Putative GTPase-inactivating domains present in the cytotoxin gene(s) of C. muridarum (MoPn) and the 15 human C. trachomatis reference serovars. (A) Schematic diagram of the C. muridarum toxin (TC0438) aligned with E. coli LifA/Efa1, C. difficile toxin B, and YopT. The illustration highlights domains that function in the inactivation of GTPases by either covalent or proteolytic modification. Toxin B is 2,366 amino acids (aa) (269.7 kDa), with UDP-glucose binding (UDP-Glc) and glycosyltranseferase (GT) domains located at the protein's N terminus, residues 94 to 137 and 263 to 298, respectively (6, 7). The UDP-Glc domain is shown with an asterisk, and the GT domain is shown with an open circle. YopT is 323 aa (36.3 kDa) and possesses a cysteine protease domain (CPD) within residues 102 to 317. The invariant Cys/His/Asp (CHD, depicted in the diagram by the shaded box) active site is critical for the proteolytic cleavage of Rho GTPases and is contained within this region (27). LifA/Efa1 is 3,222 aa (366 kDa). The protein contains the UDP-Glc (residues 312 to 355) and GT (534 to 569) domains, in addition to the CPD (1445 to 1644). C. muridarum TC0438 encodes a protein of 3,335 aa (376.5 kDa). Similar to LifA/Efa1, TC0438 has both GTPase-inactivating domains, UDP-Glc (residues 314 to 357) and GT (542 to 577), and the CPD (1530 to 1727) (2, 27). (B) Schematic showing the toxin loci for all 15 C. trachomatis reference serovars aligned to the amino acid sequence of the C. muridarium toxin (TC0438). The shaded regions identify ORFs encoding putative proteins that share strong identity with TC0438. The sequences are depicted as partial gene fragments, with arrows representing prematurely truncated ORFs. The noninvasive mucosotropic serovars constitute two genotypes and ocular serovars possess only the UDP-Glu domain, while genital serovars possess both the UDP-Glu domain and the GT domain. All lack the YopT CPD, due either to deletion or to frameshift mutation. Invasive disseminating LGV strains lack sequences corresponding to any of the domains.

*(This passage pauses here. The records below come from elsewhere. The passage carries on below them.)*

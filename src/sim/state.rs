//! Game state and core simulation types
//!
//! All state the orchestrator advances lives here, owned by one
//! [`GameState`] value so components can be tested in isolation.

use glam::Vec2;
use rand::SeedableRng;
use rand_pcg::Pcg32;
use serde::{Deserialize, Serialize};

use super::collision::{Body, EntityKind};
use super::events::{EffectTimer, GameEvent};
use crate::tuning::Tuning;

/// Current phase of the session
#[derive(Debug, Clone, Copy, PartialEq, Eq, Serialize, Deserialize)]
pub enum SessionPhase {
    /// Title screen, waiting for a start intent
    Menu,
    /// Active gameplay
    Playing,
    /// Frozen mid-session
    Paused,
    /// Lives ran out
    GameOver,
    /// Terminal; the embedder should tear the session down
    Exiting,
}

/// Obstacle size class
#[derive(Debug, Clone, Copy, PartialEq, Eq, Serialize, Deserialize)]
pub enum Tier {
    Small,
    Medium,
    Large,
}

impl Tier {
    pub fn radius(self, tuning: &Tuning) -> f32 {
        match self {
            Tier::Small => tuning.small_radius,
            Tier::Medium => tuning.medium_radius,
            Tier::Large => tuning.large_radius,
        }
    }

    /// Next-smaller tier after a projectile hit; `None` at the smallest
    pub fn shrunk(self) -> Option<Tier> {
        match self {
            Tier::Large => Some(Tier::Medium),
            Tier::Medium => Some(Tier::Small),
            Tier::Small => None,
        }
    }
}

/// Compound directional state, recomputed each frame from held intents.
///
/// North is screen-up (negative y). Opposing intents cancel; two adjacent
/// intents combine into a diagonal that moves at half speed on each axis.
#[derive(Debug, Clone, Copy, PartialEq, Eq, Default, Serialize, Deserialize)]
pub enum DriftHeading {
    #[default]
    Idle,
    North,
    South,
    East,
    West,
    NorthEast,
    NorthWest,
    SouthEast,
    SouthWest,
}

impl DriftHeading {
    /// Combine currently-held intents into a compound heading
    pub fn from_intents(north: bool, south: bool, west: bool, east: bool) -> Self {
        let vertical = match (north, south) {
            (true, false) => -1i8,
            (false, true) => 1,
            _ => 0,
        };
        let horizontal = match (west, east) {
            (true, false) => -1i8,
            (false, true) => 1,
            _ => 0,
        };
        match (horizontal, vertical) {
            (0, -1) => DriftHeading::North,
            (0, 1) => DriftHeading::South,
            (1, 0) => DriftHeading::East,
            (-1, 0) => DriftHeading::West,
            (1, -1) => DriftHeading::NorthEast,
            (-1, -1) => DriftHeading::NorthWest,
            (1, 1) => DriftHeading::SouthEast,
            (-1, 1) => DriftHeading::SouthWest,
            _ => DriftHeading::Idle,
        }
    }

    /// Per-axis displacement factors; diagonals move at half speed per axis
    pub fn axis_factors(self) -> Vec2 {
        match self {
            DriftHeading::Idle => Vec2::ZERO,
            DriftHeading::North => Vec2::new(0.0, -1.0),
            DriftHeading::South => Vec2::new(0.0, 1.0),
            DriftHeading::East => Vec2::new(1.0, 0.0),
            DriftHeading::West => Vec2::new(-1.0, 0.0),
            DriftHeading::NorthEast => Vec2::new(0.5, -0.5),
            DriftHeading::NorthWest => Vec2::new(-0.5, -0.5),
            DriftHeading::SouthEast => Vec2::new(0.5, 0.5),
            DriftHeading::SouthWest => Vec2::new(-0.5, 0.5),
        }
    }
}

/// Entity id reserved for the craft
pub const CRAFT_ID: u32 = 0;

/// The player's craft
#[derive(Debug, Clone, Serialize, Deserialize)]
pub struct Craft {
    pub pos: Vec2,
    /// Unit aim vector, updated from the pointer target each frame
    pub heading: Vec2,
    pub radius: f32,
    /// Last compound directional state; drives drift after release
    pub drift: DriftHeading,
    /// Current drift speed, decays linearly once intents release
    pub drift_speed: f32,
    /// Remaining grace period, seconds
    pub invincible_secs: f32,
}

impl Craft {
    pub fn new(tuning: &Tuning) -> Self {
        Self {
            pos: tuning.field_center(),
            heading: Vec2::new(0.0, -1.0),
            radius: tuning.craft_radius,
            drift: DriftHeading::Idle,
            drift_speed: 0.0,
            invincible_secs: 0.0,
        }
    }

    pub fn is_invincible(&self) -> bool {
        self.invincible_secs > 0.0
    }

    /// Reposition at `center` and kill any residual drift
    pub fn recenter(&mut self, center: Vec2) {
        self.pos = center;
        self.drift = DriftHeading::Idle;
        self.drift_speed = 0.0;
    }
}

impl Body for Craft {
    fn id(&self) -> u32 {
        CRAFT_ID
    }
    fn kind(&self) -> EntityKind {
        EntityKind::Craft
    }
    fn center(&self) -> Vec2 {
        self.pos
    }
    fn radius(&self) -> f32 {
        self.radius
    }
}

/// A fired projectile
#[derive(Debug, Clone, Serialize, Deserialize)]
pub struct Projectile {
    pub id: u32,
    pub pos: Vec2,
    /// Fixed at creation from the aim vector
    pub dir: Vec2,
    pub speed: f32,
    pub radius: f32,
    /// Seconds since spawn, advanced by the raw frame delta
    pub age_secs: f32,
}

impl Projectile {
    pub fn advance(&mut self, dt: f32) {
        self.pos += self.dir * self.speed * dt;
    }

    pub fn expired(&self, lifetime_secs: f32) -> bool {
        self.age_secs >= lifetime_secs
    }
}

impl Body for Projectile {
    fn id(&self) -> u32 {
        self.id
    }
    fn kind(&self) -> EntityKind {
        EntityKind::Projectile
    }
    fn center(&self) -> Vec2 {
        self.pos
    }
    fn radius(&self) -> f32 {
        self.radius
    }
}

/// A drifting obstacle
#[derive(Debug, Clone, Serialize, Deserialize)]
pub struct Obstacle {
    pub id: u32,
    pub pos: Vec2,
    /// Unit heading, reassigned on bounce and on split
    pub dir: Vec2,
    pub tier: Tier,
    pub radius: f32,
}

impl Obstacle {
    /// Obstacles share one global speed, owned by the session
    pub fn advance(&mut self, speed: f32, dt: f32) {
        self.pos += self.dir * speed * dt;
    }
}

impl Body for Obstacle {
    fn id(&self) -> u32 {
        self.id
    }
    fn kind(&self) -> EntityKind {
        EntityKind::Obstacle
    }
    fn center(&self) -> Vec2 {
        self.pos
    }
    fn radius(&self) -> f32 {
        self.radius
    }
}

/// RNG state wrapper for serialization
#[derive(Debug, Clone, Serialize, Deserialize)]
pub struct RngState {
    pub seed: u64,
    pub stream: u64,
}

impl RngState {
    pub fn new(seed: u64) -> Self {
        Self { seed, stream: 0 }
    }

    /// A fresh generator for the next wave; each call advances the stream
    /// so successive waves differ while the whole run stays reproducible.
    pub fn wave_rng(&mut self) -> Pcg32 {
        self.stream += 1;
        Pcg32::seed_from_u64(
            self.seed
                .wrapping_add(self.stream.wrapping_mul(0x9E37_79B9_7F4A_7C15)),
        )
    }
}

These results suggest there is selective pressure for the loss of portions of the cytotoxin gene by these isolates and that the disruption of the gene can be achieved by multiple mechanisms, including deletion and accumulation of nonsense mutations that disrupt the continuity of the intact ORF. The divergent deletion patterns for ocular and genital isolates may be a reflection of the evolutionary relationships between the serovars (i.e., all ocular serovars had a common ancestor with a specific deletion of the cytotoxin gene). Alternately, the resultant smaller ORFs may encode proteins, imparting functional differences between the three pathological groups. Of note in this regard, all genital isolates have a large ORF that could theoretically encode both the UDP-glucose binding and the glycosyltransferase domains (Fig. 3). While the ocular serovars A, Ba, and C encode a predicted protein that contains the UDP-glucose binding domain, they all lack the glycosyltransferase domain. Finally, the LGV serovars have the encoding regions for both domains deleted from their genomes.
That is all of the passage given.